*Exercise requirements*:
Each record beneath this line is to be copied exactly.

*Information supplied*:
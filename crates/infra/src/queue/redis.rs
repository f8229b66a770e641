//! Redis-backed delayed task queue.
//!
//! ## Layout
//!
//! - **Schedule** (`<prefix>:due`): sorted set, member = message id, score = delivery
//!   time in epoch milliseconds.
//! - **Payloads** (`<prefix>:payloads`): hash, message id → JSON `QueueMessage`.
//!
//! The message id is the dedupe key when one is given, so re-enqueueing under the same
//! key overwrites both the payload and the score. Claiming runs as a Lua script so that
//! concurrent workers never receive the same message.

use std::sync::Arc;
use std::time::Duration;

use redis::AsyncCommands;
use tracing::instrument;
use uuid::Uuid;

use chunkline_core::record::{saturating_add, to_chrono};
use chunkline_core::{Clock, SystemClock};

use super::r#trait::{QueueError, QueueMessage, TaskQueue};

/// Default key prefix.
const DEFAULT_KEY_PREFIX: &str = "chunkline:queue";

const CLAIM_DUE: &str = r#"
local ids = redis.call('ZRANGEBYSCORE', KEYS[1], '-inf', ARGV[1], 'LIMIT', 0, ARGV[2])
local out = {}
for _, id in ipairs(ids) do
    redis.call('ZREM', KEYS[1], id)
    local payload = redis.call('HGET', KEYS[2], id)
    redis.call('HDEL', KEYS[2], id)
    if payload then
        table.insert(out, payload)
    end
end
return out
"#;

#[derive(Clone)]
pub struct RedisTaskQueue {
    client: Arc<redis::Client>,
    clock: Arc<dyn Clock>,
    due_key: String,
    payload_key: String,
}

impl std::fmt::Debug for RedisTaskQueue {
    fn fmt(&self, f: &mut std::fmt::Formatter<'_>) -> std::fmt::Result {
        f.debug_struct("RedisTaskQueue")
            .field("due_key", &self.due_key)
            .field("payload_key", &self.payload_key)
            .finish()
    }
}

impl RedisTaskQueue {
    /// Create a queue on `redis_url` (e.g. `redis://localhost:6379`).
    pub fn new(redis_url: impl AsRef<str>, key_prefix: Option<&str>) -> Result<Self, QueueError> {
        let client = redis::Client::open(redis_url.as_ref())
            .map_err(|e| QueueError::Connection(e.to_string()))?;
        let prefix = key_prefix.unwrap_or(DEFAULT_KEY_PREFIX);

        Ok(Self {
            client: Arc::new(client),
            clock: Arc::new(SystemClock),
            due_key: format!("{prefix}:due"),
            payload_key: format!("{prefix}:payloads"),
        })
    }

    pub fn with_clock(mut self, clock: Arc<dyn Clock>) -> Self {
        self.clock = clock;
        self
    }

    async fn connection(&self) -> Result<redis::aio::MultiplexedConnection, QueueError> {
        self.client
            .get_multiplexed_async_connection()
            .await
            .map_err(|e| QueueError::Connection(e.to_string()))
    }

    /// Number of pending messages.
    pub async fn len(&self) -> Result<usize, QueueError> {
        let mut conn = self.connection().await?;
        conn.zcard(&self.due_key)
            .await
            .map_err(|e| QueueError::Command(e.to_string()))
    }
}

#[async_trait::async_trait]
impl TaskQueue for RedisTaskQueue {
    #[instrument(
        skip(self, message),
        fields(destination = %message.destination, dedupe_key = ?dedupe_key),
        err
    )]
    async fn enqueue(
        &self,
        message: QueueMessage,
        delay: Duration,
        dedupe_key: Option<&str>,
    ) -> Result<(), QueueError> {
        let payload =
            serde_json::to_string(&message).map_err(|e| QueueError::Serialization(e.to_string()))?;
        let id = dedupe_key
            .map(str::to_string)
            .unwrap_or_else(|| Uuid::now_v7().to_string());
        let deliver_at_ms =
            saturating_add(self.clock.now(), to_chrono(delay)).timestamp_millis();

        let mut conn = self.connection().await?;
        let _: () = redis::pipe()
            .atomic()
            .hset(&self.payload_key, &id, payload)
            .ignore()
            .zadd(&self.due_key, &id, deliver_at_ms)
            .ignore()
            .query_async(&mut conn)
            .await
            .map_err(|e| QueueError::Command(e.to_string()))?;
        Ok(())
    }

    #[instrument(skip(self), err)]
    async fn poll_due(&self, max: usize) -> Result<Vec<QueueMessage>, QueueError> {
        if max == 0 {
            return Ok(Vec::new());
        }
        let now_ms = self.clock.now().timestamp_millis();

        let mut conn = self.connection().await?;
        let payloads: Vec<String> = redis::Script::new(CLAIM_DUE)
            .key(&self.due_key)
            .key(&self.payload_key)
            .arg(now_ms)
            .arg(max)
            .invoke_async(&mut conn)
            .await
            .map_err(|e| QueueError::Command(e.to_string()))?;

        payloads
            .iter()
            .map(|p| {
                serde_json::from_str(p).map_err(|e| QueueError::Serialization(e.to_string()))
            })
            .collect()
    }
}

*Result for this task*:
filename crates/infra/src/queue/redis.rs
repository f8229b66a770e641
//! Redis-backed delayed task queue.
//!
//! ## Layout
//!
//! - **Schedule** (`<prefix>:due`): sorted set, member = message id, score = delivery
//!   time in epoch milliseconds.
//! - **Payloads** (`<prefix>:payloads`): hash, message id → JSON `QueueMessage`.
//!
//! The message id is the dedupe key when one is given, so re-enqueueing under the same
//! key overwrites both the payload and the score. Claiming runs as a Lua script so that
//! concurrent workers never receive the same message.

use std::sync::Arc;
use std::time::Duration;

use redis::AsyncCommands;
use tracing::instrument;
use uuid::Uuid;

use chunkline_core::record::{saturating_add, to_chrono};
use chunkline_core::{Clock, SystemClock};

use super::r#trait::{QueueError, QueueMessage, TaskQueue};

/// Default key prefix.
const DEFAULT_KEY_PREFIX: &str = "chunkline:queue";

const CLAIM_DUE: &str = r#"
local ids = redis.call('ZRANGEBYSCORE', KEYS[1], '-inf', ARGV[1], 'LIMIT', 0, ARGV[2])
local out = {}
for _, id in ipairs(ids) do
    redis.call('ZREM', KEYS[1], id)
    local payload = redis.call('HGET', KEYS[2], id)
    redis.call('HDEL', KEYS[2], id)
    if payload then
        table.insert(out, payload)
    end
end
return out
"#;

#[derive(Clone)]
pub struct RedisTaskQueue {
    client: Arc<redis::Client>,
    clock: Arc<dyn Clock>,
    due_key: String,
    payload_key: String,
}

impl std::fmt::Debug for RedisTaskQueue {
    fn fmt(&self, f: &mut std::fmt::Formatter<'_>) -> std::fmt::Result {
        f.debug_struct("RedisTaskQueue")
            .field("due_key", &self.due_key)
            .field("payload_key", &self.payload_key)
            .finish()
    }
}

impl RedisTaskQueue {
    /// Create a queue on `redis_url` (e.g. `redis://localhost:6379`).
    pub fn new(redis_url: impl AsRef<str>, key_prefix: Option<&str>) -> Result<Self, QueueError> {
        let client = redis::Client::open(redis_url.as_ref())
            .map_err(|e| QueueError::Connection(e.to_string()))?;
        let prefix = key_prefix.unwrap_or(DEFAULT_KEY_PREFIX);

        Ok(Self {
            client: Arc::new(client),
            clock: Arc::new(SystemClock),
            due_key: format!("{prefix}:due"),
            payload_key: format!("{prefix}:payloads"),
        })
    }

    pub fn with_clock(mut self, clock: Arc<dyn Clock>) -> Self {
        self.clock = clock;
        self
    }

    async fn connection(&self) -> Result<redis::aio::MultiplexedConnection, QueueError> {
        self.client
            .get_multiplexed_async_connection()
            .await
            .map_err(|e| QueueError::Connection(e.to_string()))
    }

    /// Number of pending messages.
    pub async fn len(&self) -> Result<usize, QueueError> {
        let mut conn = self.connection().await?;
        conn.zcard(&self.due_key)
            .await
            .map_err(|e| QueueError::Command(e.to_string()))
    }
}

#[async_trait::async_trait]
impl TaskQueue for RedisTaskQueue {
    #[instrument(
        skip(self, message),
        fields(destination = %message.destination, dedupe_key = ?dedupe_key),
        err
    )]
    async fn enqueue(
        &self,
        message: QueueMessage,
        delay: Duration,
        dedupe_key: Option<&str>,
    ) -> Result<(), QueueError> {
        let payload =
            serde_json::to_string(&message).map_err(|e| QueueError::Serialization(e.to_string()))?;
        let id = dedupe_key
            .map(str::to_string)
            .unwrap_or_else(|| Uuid::now_v7().to_string());
        let deliver_at_ms =
            saturating_add(self.clock.now(), to_chrono(delay)).timestamp_millis();

        let mut conn = self.connection().await?;
        let _: () = redis::pipe()
            .atomic()
            .hset(&self.payload_key, &id, payload)
            .ignore()
            .zadd(&self.due_key, &id, deliver_at_ms)
            .ignore()
            .query_async(&mut conn)
            .await
            .map_err(|e| QueueError::Command(e.to_string()))?;
        Ok(())
    }

    #[instrument(skip(self), err)]
    async fn poll_due(&self, max: usize) -> Result<Vec<QueueMessage>, QueueError> {
        if max == 0 {
            return Ok(Vec::new());
        }
        let now_ms = self.clock.now().timestamp_millis();

        let mut conn = self.connection().await?;
        let payloads: Vec<String> = redis::Script::new(CLAIM_DUE)
            .key(&self.due_key)
            .key(&self.payload_key)
            .arg(now_ms)
            .arg(max)
            .invoke_async(&mut conn)
            .await
            .map_err(|e| QueueError::Command(e.to_string()))?;

        payloads
            .iter()
            .map(|p| {
                serde_json::from_str(p).map_err(|e| QueueError::Serialization(e.to_string()))
            })
            .collect()
    }
}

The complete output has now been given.